AFFAIRE GÜLLÜ c. TURQUIE

(Requête no 37671/12)

 

 

 

 

ARRÊT

STRASBOURG

12 mai 2020

 

 

 

 

 

Cet arrêt est définitif. Il peut subir des retouches de forme.

 


En l’affaire Güllü c. Turquie,

La Cour européenne des droits de l’homme (deuxième section), siégeant en un comité composé de :

          Valeriu Griţco, président,
          Arnfinn Bårdsen,
          Peeter Roosma, juges,
et de Hasan Bakırcı, greffier adjoint de section,

Après en avoir délibéré en chambre du conseil le 24 mars 2020,

Rend l’arrêt que voici, adopté à cette date :

PROCÉDURE

1.  À l’origine de l’affaire se trouve une requête (no 37671/12) dirigée contre la République de Turquie et dont un ressortissant de cet État, M. Barış Güllü (« le requérant »), a saisi la Cour le 23 septembre 2010 en vertu de l’article 34 de la Convention de sauvegarde des droits de l’homme et des libertés fondamentales (« la Convention »).

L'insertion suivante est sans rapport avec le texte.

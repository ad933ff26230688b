//! Visiting representative unsubscribe links.
//!
//! One GET per service, strictly sequential, with a fixed pause between
//! consecutive requests (none after the last). Nothing is retried and no
//! outcome is fatal; every visit ends up as a [`VisitRecord`].

use std::time::Duration;

use async_trait::async_trait;
use serde::Serialize;
use tracing::{info, warn};

use crate::services::ServiceMap;

/// User agent sent with every visit.
pub const USER_AGENT: &str = concat!("unsubscriber/", env!("CARGO_PKG_VERSION"));

/// Why a GET produced no status.
#[derive(Debug, Clone, PartialEq, Eq)]
pub enum ProbeError {
    Timeout,
    Connection(String),
    Other(String),
}

impl std::fmt::Display for ProbeError {
    fn fmt(&self, f: &mut std::fmt::Formatter<'_>) -> std::fmt::Result {
        match self {
            ProbeError::Timeout => f.write_str("request timed out"),
            ProbeError::Connection(reason) => write!(f, "connection failed: {}", reason),
            ProbeError::Other(reason) => f.write_str(reason),
        }
    }
}

impl std::error::Error for ProbeError {}

/// Capability to perform a single HTTP GET and report the status code.
#[async_trait]
pub trait HttpProbe: Send + Sync {
    async fn get(&self, url: &str, timeout: Duration) -> Result<u16, ProbeError>;
}

/// [`HttpProbe`] backed by a shared `reqwest` client.
#[derive(Debug, Clone)]
pub struct ReqwestProbe {
    client: reqwest::Client,
}

impl ReqwestProbe {
    pub fn new() -> reqwest::Result<Self> {
        let client = reqwest::Client::builder().user_agent(USER_AGENT).build()?;
        Ok(Self { client })
    }
}

#[async_trait]
impl HttpProbe for ReqwestProbe {
    async fn get(&self, url: &str, timeout: Duration) -> Result<u16, ProbeError> {
        match self.client.get(url).timeout(timeout).send().await {
            Ok(response) => Ok(response.status().as_u16()),
            Err(e) if e.is_timeout() => Err(ProbeError::Timeout),
            Err(e) if e.is_connect() => Err(ProbeError::Connection(e.to_string())),
            Err(e) => Err(ProbeError::Other(e.to_string())),
        }
    }
}

/// Result of one visit.
#[derive(Debug, Clone, PartialEq, Eq, Serialize)]
#[serde(tag = "outcome", rename_all = "snake_case")]
pub enum VisitOutcome {
    Success,
    HttpStatus { status: u16 },
    Timeout,
    Connection { reason: String },
    Other { reason: String },
}

impl VisitOutcome {
    pub fn is_success(&self) -> bool {
        matches!(self, VisitOutcome::Success)
    }

    fn from_probe(result: Result<u16, ProbeError>) -> Self {
        match result {
            Ok(200) => VisitOutcome::Success,
            Ok(status) => VisitOutcome::HttpStatus { status },
            Err(ProbeError::Timeout) => VisitOutcome::Timeout,
            Err(ProbeError::Connection(reason)) => VisitOutcome::Connection { reason },
            Err(ProbeError::Other(reason)) => VisitOutcome::Other { reason },
        }
    }
}

impl std::fmt::Display for VisitOutcome {
    fn fmt(&self, f: &mut std::fmt::Formatter<'_>) -> std::fmt::Result {
        match self {
            VisitOutcome::Success => f.write_str("ok"),
            VisitOutcome::HttpStatus { status } => write!(f, "HTTP {}", status),
            VisitOutcome::Timeout => f.write_str("timeout"),
            VisitOutcome::Connection { reason } => write!(f, "connection error: {}", reason),
            VisitOutcome::Other { reason } => write!(f, "error: {}", reason),
        }
    }
}

#[derive(Debug, Clone, PartialEq, Eq, Serialize)]
pub struct VisitRecord {
    pub domain: String,
    pub display_name: String,
    pub url: String,
    #[serde(flatten)]
    pub outcome: VisitOutcome,
}

#[derive(Debug, Clone, Default, Serialize)]
pub struct VisitReport {
    pub records: Vec<VisitRecord>,
}

impl VisitReport {
    pub fn success_count(&self) -> usize {
        self.records.iter().filter(|r| r.outcome.is_success()).count()
    }

    pub fn failure_count(&self) -> usize {
        self.records.len() - self.success_count()
    }
}

#[derive(Debug, Clone, Copy)]
pub struct VisitOptions {
    pub timeout: Duration,
    pub delay: Duration,
}

impl Default for VisitOptions {
    fn default() -> Self {
        Self {
            timeout: Duration::from_secs(10),
            delay: Duration::from_secs(1),
        }
    }
}

/// Sequential visitor over a grouped service map.
pub struct Visitor<'a, P: HttpProbe + ?Sized> {
    probe: &'a P,
    options: VisitOptions,
}

impl<'a, P: HttpProbe + ?Sized> Visitor<'a, P> {
    pub fn new(probe: &'a P, options: VisitOptions) -> Self {
        Self { probe, options }
    }

    pub async fn visit_all(&self, services: &ServiceMap) -> VisitReport {
        let total = services.len();
        let mut report = VisitReport::default();

        for (position, entry) in services.entries().enumerate() {
            if position > 0 && !self.options.delay.is_zero() {
                tokio::time::sleep(self.options.delay).await;
            }

            let url = &entry.representative_url;
            info!(
                "Visiting {}/{}: {} ({})",
                position + 1,
                total,
                entry.display_name,
                url
            );
            let outcome =
                VisitOutcome::from_probe(self.probe.get(url, self.options.timeout).await);
            if outcome.is_success() {
                info!("Unsubscribed from {}", entry.display_name);
            } else {
                warn!("Visit to {} failed: {}", url, outcome);
            }

            report.records.push(VisitRecord {
                domain: entry.domain.clone(),
                display_name: entry.display_name.clone(),
                url: url.clone(),
                outcome,
            });
        }

        info!(
            "Visited {} link(s), {} succeeded",
            report.records.len(),
            report.success_count()
        );
        report
    }
}

#[cfg(test)]
mod tests {
    use super::*;
    use crate::services::group_links;
    use std::collections::HashMap;
    use std::sync::Mutex;
    use tokio::time::Instant;

    struct ScriptedProbe {
        responses: HashMap<String, Result<u16, ProbeError>>,
        calls: Mutex<Vec<(String, Instant)>>,
    }

    #[async_trait]
    impl HttpProbe for ScriptedProbe {
        async fn get(&self, url: &str, _timeout: Duration) -> Result<u16, ProbeError> {
            self.calls
                .lock()
                .unwrap()
                .push((url.to_string(), Instant::now()));
            self.responses
                .get(url)
                .cloned()
                .unwrap_or(Err(ProbeError::Other("unscripted".into())))
        }
    }

    #[tokio::test(start_paused = true)]
    async fn visits_in_order_with_delay_between() {
        let services = group_links([
            "https://charlie.com/unsubscribe",
            "https://alpha.com/unsubscribe",
            "https://bravo.com/unsubscribe",
        ])
        .services;
        let probe = ScriptedProbe {
            responses: HashMap::from([
                ("https://alpha.com/unsubscribe".to_string(), Err(ProbeError::Timeout)),
                ("https://bravo.com/unsubscribe".to_string(), Ok(200)),
                ("https://charlie.com/unsubscribe".to_string(), Ok(404)),
            ]),
            calls: Mutex::new(Vec::new()),
        };

        let start = Instant::now();
        let report = Visitor::new(&probe, VisitOptions::default())
            .visit_all(&services)
            .await;
        let elapsed = start.elapsed();

        assert_eq!(report.records.len(), 3);
        assert_eq!(report.success_count(), 1);
        assert_eq!(report.records[0].outcome, VisitOutcome::Timeout);
        assert_eq!(report.records[1].outcome, VisitOutcome::Success);
        assert_eq!(
            report.records[2].outcome,
            VisitOutcome::HttpStatus { status: 404 }
        );

        // two pauses, none after the last visit
        assert!(elapsed >= Duration::from_secs(2));
        assert!(elapsed < Duration::from_secs(3));

        let calls = probe.calls.lock().unwrap();
        assert_eq!(calls.len(), 3);
        assert!(calls[1].1 - calls[0].1 >= Duration::from_secs(1));
    }

    #[tokio::test]
    async fn empty_map_makes_no_requests() {
        let probe = ScriptedProbe {
            responses: HashMap::new(),
            calls: Mutex::new(Vec::new()),
        };
        let report = Visitor::new(&probe, VisitOptions::default())
            .visit_all(&ServiceMap::default())
            .await;
        assert!(report.records.is_empty());
        assert!(probe.calls.lock().unwrap().is_empty());
    }

    #[tokio::test]
    async fn reqwest_probe_reports_status_codes() {
        let mut server = mockito::Server::new_async().await;
        let ok = server
            .mock("GET", "/unsubscribe")
            .with_status(200)
            .create_async()
            .await;
        let gone = server
            .mock("GET", "/gone")
            .with_status(404)
            .create_async()
            .await;

        let probe = ReqwestProbe::new().unwrap();
        let timeout = Duration::from_secs(5);
        assert_eq!(
            probe.get(&format!("{}/unsubscribe", server.url()), timeout).await,
            Ok(200)
        );
        assert_eq!(
            probe.get(&format!("{}/gone", server.url()), timeout).await,
            Ok(404)
        );
        ok.assert_async().await;
        gone.assert_async().await;
    }

    #[tokio::test]
    async fn reqwest_probe_classifies_connection_errors() {
        let port = {
            let listener = std::net::TcpListener::bind("127.0.0.1:0").unwrap();
            listener.local_addr().unwrap().port()
        };
        let probe = ReqwestProbe::new().unwrap();
        let result = probe
            .get(&format!("http://127.0.0.1:{port}/unsubscribe"), Duration::from_secs(5))
            .await;
        assert!(matches!(result, Err(ProbeError::Connection(_))));
    }

    #[tokio::test]
    async fn reqwest_probe_rejects_non_http_links() {
        let probe = ReqwestProbe::new().unwrap();
        let result = probe
            .get("mailto:unsubscribe@example.com", Duration::from_secs(1))
            .await;
        assert!(matches!(result, Err(ProbeError::Other(_))));
    }

    #[test]
    fn outcome_serializes_with_tag() {
        let record = VisitRecord {
            domain: "example.com".into(),
            display_name: "Example".into(),
            url: "https://example.com/u".into(),
            outcome: VisitOutcome::HttpStatus { status: 500 },
        };
        let json = serde_json::to_value(&record).unwrap();
        assert_eq!(json["outcome"], "http_status");
        assert_eq!(json["status"], 500);
    }
}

2.  Le requérant a été représenté par Me İ. Akmeşe, avocat à Istanbul. Le gouvernement turc (« le Gouvernement ») a été représenté par son agent.

3.  Par une décision du 8 avril 2014, le grief relatif à la durée de la procédure a été déclaré irrecevable. Le 10 janvier 2019, le grief concernant l’atteinte qui aurait été portée à la liberté d’expression du requérant a été communiqué au Gouvernement et la requête a été déclarée irrecevable pour le surplus conformément à l’article 54 § 3 du règlement de la Cour.

EN FAIT

I.  LES CIRCONSTANCES DE L’ESPÈCE

4.  Le requérant est né en 1980 et réside à Istanbul.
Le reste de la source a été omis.